Homily for the Celebration of the Passion of the Lord
St Mary’s Cathedral, Sydney
Normally on Good Friday I’d be looking out at two thousand or so people packed into the pews of St Mary’s. But today I stand in an empty cathedral looking into a camera. Beyond the lens are thousands of you across the country, in a living cathedral made up of tv rooms and home offices. From there we unite around the cross as on the first Good Friday and around this altar with its powerful image of Christ in the tomb.
Whoever you are—Catholic, other Christian, another faith or just wondering—I say to you: in the suffering Christ, God is with you and for you, and by His wounds you can be healed. (Isa 53:5)
The “lucky country” Australia has fared better than most through this pandemic. But this Good Friday no-one’s exempt from some degree of suffering or anxiety. Some have died or are grieving, others are sick, isolated, afraid. Our work, shopping, leisure, worship—all have been affected. This year, especially, we see ourselves in the characters in Christ’s Passion story (Jn chs 18 & 19)—confused, frightened, hurting. Yet in them and for them something wonderful is being effected: we are being saved.
When I was growing up, the word ‘saved’ meant more than a catch or hit that clinched a cricket match, and ‘salvation’ wasn’t just a brand for those in uniform with a tambourine and a collection cup. But salvation talk is now out of vogue. We’re more into technology-driven ‘miracle cures’ than God-given ones. We expect science, government and industry to fix most things quickly. More intractable problems, like human nature and inhospitable climate, might take a little longer. What would we need God for…these days?
Well, right now many would say we need to be saved from COVID19 and in our solemn intercessions we will pray for just that. Yet overcoming the virus won’t fix all the problems it has exposed. R&D might address the physical sickness that presently terrifies us. But what about the moral sicknesses and death of sin and hell, the intellectual sickness of ignorance and cynicism, the emotional sickness of isolation and emptiness?
The recent crisis has demonstrated some of the best things about Australians, but also unveiled our ‘shadow side’. Think of the ‘World War Loo’ over toilet rolls. Or those hoarding pasta till their garages burst and enough minced meat to fill two freezers. Or those who think they’re the exception to all the rules for gatherings, distancing and hygiene. Or think of the culture of indignation that wags its finger at honest mistakes and is always on the lookout for someone to blame. Or of those willing to create a whole new class of ‘boat people’ denied landing for fear they’re viral.
In the end, what we most need to be saved from is ourselves—our blind patches, prejudices, selfishness. There’s a brokenness about things that’s often beyond us to fix. In our Passion narrative Jesus was confronted by every kind of wickedness. But He didn’t give up on us. He cared enough to tell His men to put their ‘guns’ away.
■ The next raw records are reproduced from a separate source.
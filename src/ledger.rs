// src/ledger.rs
//! Weekly dedup ledger: canonical URLs already delivered, keyed by ISO week.
//!
//! Loaded once at run start, committed once after a successful delivery.

use std::collections::{BTreeMap, BTreeSet};
use std::path::PathBuf;

use anyhow::{Context, Result};
use chrono::{DateTime, Utc};
use serde::{Deserialize, Serialize};

use crate::report::WeeklyReport;
use crate::url_norm::normalize_url;

pub const LEDGER_VERSION: u32 = 1;

fn default_version() -> u32 {
    LEDGER_VERSION
}

#[derive(Debug, Clone, Default, Serialize, Deserialize, PartialEq, Eq)]
pub struct WeekEntry {
    #[serde(default)]
    pub urls: BTreeSet<String>,
    #[serde(default, skip_serializing_if = "Option::is_none")]
    pub updated_at: Option<DateTime<Utc>>,
}

#[derive(Debug, Clone, Serialize, Deserialize, PartialEq, Eq)]
pub struct SeenHistory {
    #[serde(default = "default_version")]
    pub version: u32,
    #[serde(default)]
    pub weeks: BTreeMap<String, WeekEntry>,
}

impl Default for SeenHistory {
    fn default() -> Self {
        Self {
            version: LEDGER_VERSION,
            weeks: BTreeMap::new(),
        }
    }
}

impl SeenHistory {
    /// Canonical URLs delivered in `week_key` (empty if unseen).
    pub fn get(&self, week_key: &str) -> BTreeSet<String> {
        self.weeks
            .get(week_key)
            .map(|w| w.urls.iter().map(|u| normalize_url(u)).collect())
            .unwrap_or_default()
    }

    /// Union over every retained week.
    pub fn recent_urls(&self) -> BTreeSet<String> {
        self.weeks
            .values()
            .flat_map(|w| w.urls.iter().map(|u| normalize_url(u)))
            .collect()
    }

    /// Unions the canonical item URLs of `report` into `week_key` and stamps
    /// the update time.
    pub fn add(&mut self, week_key: &str, report: &WeeklyReport) {
        let entry = self.weeks.entry(week_key.to_string()).or_default();
        entry
            .urls
            .extend(report.item_urls().iter().map(|u| normalize_url(u)));
        entry.updated_at = Some(Utc::now());
    }

    /// Keeps the `keep` lexicographically greatest week keys.
    pub fn prune(&mut self, keep: usize) -> usize {
        let excess = self.weeks.len().saturating_sub(keep);
        let old: Vec<String> = self.weeks.keys().take(excess).cloned().collect();
        for k in &old {
            self.weeks.remove(k);
        }
        old.len()
    }
}

/// Removes every report item whose canonical link is in `seen`. Items
/// without a link are kept. Returns the number removed.
pub fn filter(report: &mut WeeklyReport, seen: &BTreeSet<String>) -> usize {
    let is_seen = |link: &Option<String>| {
        link.as_deref()
            .is_some_and(|u| seen.contains(&normalize_url(u)))
    };
    let mut removed = 0usize;
    let mut count = |before: usize, after: usize| removed += before - after;

    let before = report.top_highlights.len();
    report.top_highlights.retain(|h| !is_seen(&h.link));
    count(before, report.top_highlights.len());

    for items in report.category_updates.values_mut() {
        let before = items.len();
        items.retain(|u| !is_seen(&u.url));
        count(before, items.len());
    }

    let before = report.overseas_updates.len();
    report.overseas_updates.retain(|o| !is_seen(&o.update.url));
    count(before, report.overseas_updates.len());

    let before = report.hiring_signals.len();
    report.hiring_signals.retain(|h| !is_seen(&h.url));
    count(before, report.hiring_signals.len());

    removed
}

#[async_trait::async_trait]
pub trait LedgerStore: Send + Sync {
    /// Absent or unreadable state loads as an empty history.
    async fn load(&self) -> SeenHistory;
    async fn save(&self, history: &SeenHistory) -> Result<()>;
}

/// JSON file on local disk, written via temp file + rename.
pub struct FileLedgerStore {
    path: PathBuf,
}

impl FileLedgerStore {
    pub fn new(path: impl Into<PathBuf>) -> Self {
        Self { path: path.into() }
    }
}

#[async_trait::async_trait]
impl LedgerStore for FileLedgerStore {
    async fn load(&self) -> SeenHistory {
        let data = match tokio::fs::read_to_string(&self.path).await {
            Ok(d) => d,
            Err(e) if e.kind() == std::io::ErrorKind::NotFound => return SeenHistory::default(),
            Err(e) => {
                tracing::warn!(target: "ledger", error = ?e, path = %self.path.display(), "ledger unreadable; starting empty");
                return SeenHistory::default();
            }
        };
        match serde_json::from_str::<SeenHistory>(&data) {
            Ok(h) => h,
            Err(e) => {
                tracing::warn!(target: "ledger", error = %e, path = %self.path.display(), "ledger corrupt; starting empty");
                SeenHistory::default()
            }
        }
    }

    async fn save(&self, history: &SeenHistory) -> Result<()> {
        if let Some(dir) = self.path.parent().filter(|d| !d.as_os_str().is_empty()) {
            tokio::fs::create_dir_all(dir)
                .await
                .with_context(|| format!("creating ledger dir {}", dir.display()))?;
        }
        let json = serde_json::to_string_pretty(history).context("serializing ledger")?;
        let tmp = self.path.with_extension("json.tmp");
        tokio::fs::write(&tmp, json)
            .await
            .with_context(|| format!("writing {}", tmp.display()))?;
        tokio::fs::rename(&tmp, &self.path)
            .await
            .with_context(|| format!("replacing {}", self.path.display()))?;
        tracing::info!(target: "ledger", weeks = history.weeks.len(), path = %self.path.display(), "ledger saved");
        Ok(())
    }
}

// --- Test helper ---
#[derive(Default)]
pub struct MemoryLedgerStore {
    pub state: std::sync::Mutex<Option<SeenHistory>>,
    pub saves: std::sync::atomic::AtomicUsize,
}

impl MemoryLedgerStore {
    pub fn with(history: SeenHistory) -> Self {
        Self {
            state: std::sync::Mutex::new(Some(history)),
            saves: Default::default(),
        }
    }

    pub fn snapshot(&self) -> Option<SeenHistory> {
        self.state.lock().ok().and_then(|s| s.clone())
    }

    pub fn save_count(&self) -> usize {
        self.saves.load(std::sync::atomic::Ordering::SeqCst)
    }
}

#[async_trait::async_trait]
impl LedgerStore for MemoryLedgerStore {
    async fn load(&self) -> SeenHistory {
        self.snapshot().unwrap_or_default()
    }

    async fn save(&self, history: &SeenHistory) -> Result<()> {
        if let Ok(mut s) = self.state.lock() {
            *s = Some(history.clone());
        }
        self.saves.fetch_add(1, std::sync::atomic::Ordering::SeqCst);
        Ok(())
    }
}

#[cfg(test)]
mod tests {
    use super::*;
    use crate::report::{Highlight, UpdateItem};

    fn history(json: &str) -> SeenHistory {
        serde_json::from_str(json).unwrap()
    }

    #[test]
    fn highlight_with_tracking_params_is_filtered() {
        let h = history(r#"{"weeks":{"2026-W03":{"urls":["https://a.example/x"]}}}"#);
        assert_eq!(h.version, LEDGER_VERSION);
        let mut r = WeeklyReport::default();
        r.top_highlights.push(Highlight {
            company: "A".into(),
            link: Some("https://a.example/x?utm_source=x".into()),
            ..Default::default()
        });
        r.top_highlights.push(Highlight {
            company: "B".into(),
            link: None,
            ..Default::default()
        });
        let removed = filter(&mut r, &h.get("2026-W03"));
        assert_eq!(removed, 1);
        assert_eq!(r.top_highlights.len(), 1);
        assert_eq!(r.top_highlights[0].company, "B");
    }

    #[test]
    fn unseen_week_is_empty() {
        assert!(SeenHistory::default().get("2026-W01").is_empty());
    }

    #[test]
    fn add_unions_canonical_urls() {
        let mut h = SeenHistory::default();
        let mut r = WeeklyReport::default();
        r.category_updates.insert(
            "CAT-A".into(),
            vec![UpdateItem {
                url: Some("https://a.example/y/#frag".into()),
                ..Default::default()
            }],
        );
        h.add("2026-W04", &r);
        h.add("2026-W04", &r);
        let w = &h.weeks["2026-W04"];
        assert_eq!(w.urls.len(), 1);
        assert!(w.urls.contains("https://a.example/y"));
        assert!(w.updated_at.is_some());
    }

    #[test]
    fn prune_keeps_latest_keys() {
        let mut h = history(
            r#"{"weeks":{"2026-W01":{"urls":[]},"2025-W52":{"urls":[]},"2026-W02":{"urls":[]}}}"#,
        );
        assert_eq!(h.prune(2), 1);
        let keys: Vec<_> = h.weeks.keys().cloned().collect();
        assert_eq!(keys, vec!["2026-W01", "2026-W02"]);
        assert_eq!(h.prune(5), 0);
    }

    #[tokio::test]
    async fn file_store_round_trip_and_corrupt_file() {
        let dir = tempfile::tempdir().unwrap();
        let path = dir.path().join("state").join("seen.json");
        let store = FileLedgerStore::new(&path);
        assert_eq!(store.load().await, SeenHistory::default());

        let mut h = SeenHistory::default();
        h.weeks.insert("2026-W03".into(), WeekEntry::default());
        store.save(&h).await.unwrap();
        assert_eq!(store.load().await.weeks.len(), 1);
        assert!(!path.with_extension("json.tmp").exists());

        std::fs::write(&path, "{not json").unwrap();
        assert_eq!(store.load().await, SeenHistory::default());
    }
}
To feed our minds He came, He said as “the witness to truth”. To provide for our spirits, He gave us His Eucharist and His mother Mary. And He inspires and graces us to do likewise: to be peaceable, truthful, caring. Jesus’ Good Friday sacrifice addresses the most troublesome human needs.
Crisis can bring out the worst in us but also the best. Frontline workers here and overseas have put themselves at risk to save us from sickness and death. But this isn’t just about survival and economy. If we are to do those heroes justice, we must learn the lessons of this experience, so that when we get back to ‘normal’ it’s a new normal. To be saved from the pandemic is not just to be inoculated against a virus: it’s to be made better people, more united, caring, self-sacrificing.
Only the One who said in the Garden, “Take me and let these others go”, can save us from ourselves. Only the One who said from the Cross, “Forgive them Father”, can end the blame-game. Only the One who promised a criminal, “Today you’ll join me in Paradise”, can trump our cynicism and despair. Only the One who taught “No greater love has anyone that this: that they lay down their life for their friends” (Jn 15:13) can inspire self-giving love.
So there are many things Jesus saves us from. When we meet again on Sunday morning we’ll reflect on what He saves us for. But if God saves us, who will save God? Some of those watching today are regular Church-goers, others not so, some not even Christians: today I pray in a special way for you. Know that God loves you for giving this hour to prayer and reflection on the anniversary of His Son’s death. Know that the Church loves you for being with us, too, helping us raise an online cathedral in place of closed churches and to be redeemed for our own failings. As you witness the self-sacrifice of Jesus and of many of our fellows, may you be saved, making you your best self—and more—through the grace of Easter.